Przyjaciel żegna Andrzeja Precigsa. Słowa o żonie i córkach doprowadzają do łez
Na pogrzebie Andrzeja Precigsa padły wyjątkowo poruszające słowa. Jego wieloletni przyjaciel nagle zaczął mówić o rodzinie aktora.
Andrzej Precigs był wybitnym, cenionym przez wszystkich aktorem. Jego odejście nadal budzi ogromne emocje i niezrozumienie. Dziś odbył swoją ostatnią drogę, podczas której towarzyszył mu tłum fanów i najbliższych. W trakcie ceremonii pochówku na kilka słów zdecydował się jego oddany przyjaciel.
Wzruszające przemówienie na pogrzebie Andrzeja Precigsa
26 sierpnia media obiegła druzgocząca wiadomość o nagłej śmierci aktora "M jak miłość", Andrzeja Precigsa. Jego odejście poruszyło rzeszę Polaków, co widoczne było również podczas dzisiejszego pogrzebu w kaplicy Halpertów na Cmentarzu Ewangelicko-Augsburskim w Warszawie. Ceremonia zgromadziła istny tłum - krewnych, przyjaciół, współpracowników i fanów. Wśród nich pojawili się m.in. Katarzyna Cichopek i Maciej Kurzajewski, którzy pożegnali legendę.
Nie mogło zabraknąć także wieloletniego przyjaciela aktora, Tomasza Zbiegienia. Mężczyzna przemówił do zgromadzonych, a przede wszystkim do samego Andrzeja Precigsa.

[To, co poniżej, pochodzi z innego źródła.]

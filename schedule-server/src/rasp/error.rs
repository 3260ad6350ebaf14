//! Schedules client error types.

use std::fmt;

/// Errors from the schedules HTTP client.
#[derive(Debug)]
pub enum RaspError {
    /// HTTP request failed (network error, timeout, etc.)
    Http(reqwest::Error),

    /// JSON deserialization failed
    Json {
        message: String,
        body: Option<String>,
    },

    /// API returned an error status code
    Api { status: u16, message: String },

    /// Invalid API key or unauthorized
    Unauthorized,
}

impl RaspError {
    /// Whether this failure is a connectivity problem (no network path,
    /// connect failure, timeout) rather than a server-side or decoding one.
    ///
    /// Connectivity failures route the user to the offline state; every
    /// other failure is presented as a server error.
    pub fn is_connectivity(&self) -> bool {
        match self {
            RaspError::Http(e) => e.is_connect() || e.is_timeout(),
            _ => false,
        }
    }
}

impl fmt::Display for RaspError {
    fn fmt(&self, f: &mut fmt::Formatter<'_>) -> fmt::Result {
        match self {
            RaspError::Http(e) => write!(f, "HTTP error: {e}"),
            RaspError::Json { message, body } => {
                write!(f, "JSON parse error: {message}")?;
                if let Some(body) = body {
                    write!(f, " (body: {body})")?;
                }
                Ok(())
            }
            RaspError::Api { status, message } => {
                write!(f, "API error {status}: {message}")
            }
            RaspError::Unauthorized => write!(f, "unauthorized (invalid API key)"),
        }
    }
}

impl std::error::Error for RaspError {
    fn source(&self) -> Option<&(dyn std::error::Error + 'static)> {
        match self {
            RaspError::Http(e) => Some(e),
            _ => None,
        }
    }
}

impl From<reqwest::Error> for RaspError {
    fn from(err: reqwest::Error) -> Self {
        RaspError::Http(err)
    }
}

Andrzeju, przyjacielu. [...] Tyle spraw, dni jeszcze niespełnionych. Tyle sztuk i ról niezagranych. Tyle spraw nieumówionych, tyle zdarzeń jeszcze nieprzeżytych. Tyle ciekawości tego świata nieogarniętych, tyle radości niedoświadczonych. [...] A ty? Stworzyłeś swój wspaniały świat, inny od tego zwyczajnego, jakby w innym wymiarze
Dalej Tomasz Zbiegień zaczął mówić o rodzinie aktora... jego żonie i córkach. Wspominał, jak wyjątkowa miłość połączyła go z Kasią, bez której nie wyobrażał sobie życia. Spędzili wspólnie przeszło 50 lat i z każdym rokiem kochali się jeszcze bardziej.
Zbudowałeś z Kasią wspaniałą rodzinę, dom w dosłownym tego słowa znaczeniu, w przecudnych Kaniach. Dochowałeś wspaniałych i pięknych córek, które wyrosły na świetne kobiety i obie w swoich już rodzinach dzielnie radzących sobie. A nad tym wszystkim twoja najukochańsza Kasia, bez której nieraz sam mówiłeś, że nie umiesz funkcjonować. Ani życiowo, ani rodzinnie, ani zawodowo. [...] Z Kasią tworzyli wspaniały, przewspaniały związek i oddane małżeństwo. Przeszło 50 lat razem. Bardzo dużo. To życiowe szczęście - mówił.
Na sam koniec Tomasz Zbiegień podkreślił, że przez wszystkie lata przyjaźni z Andrzejem Precigsem, nigdy nie wdali się w żadną kłótnię.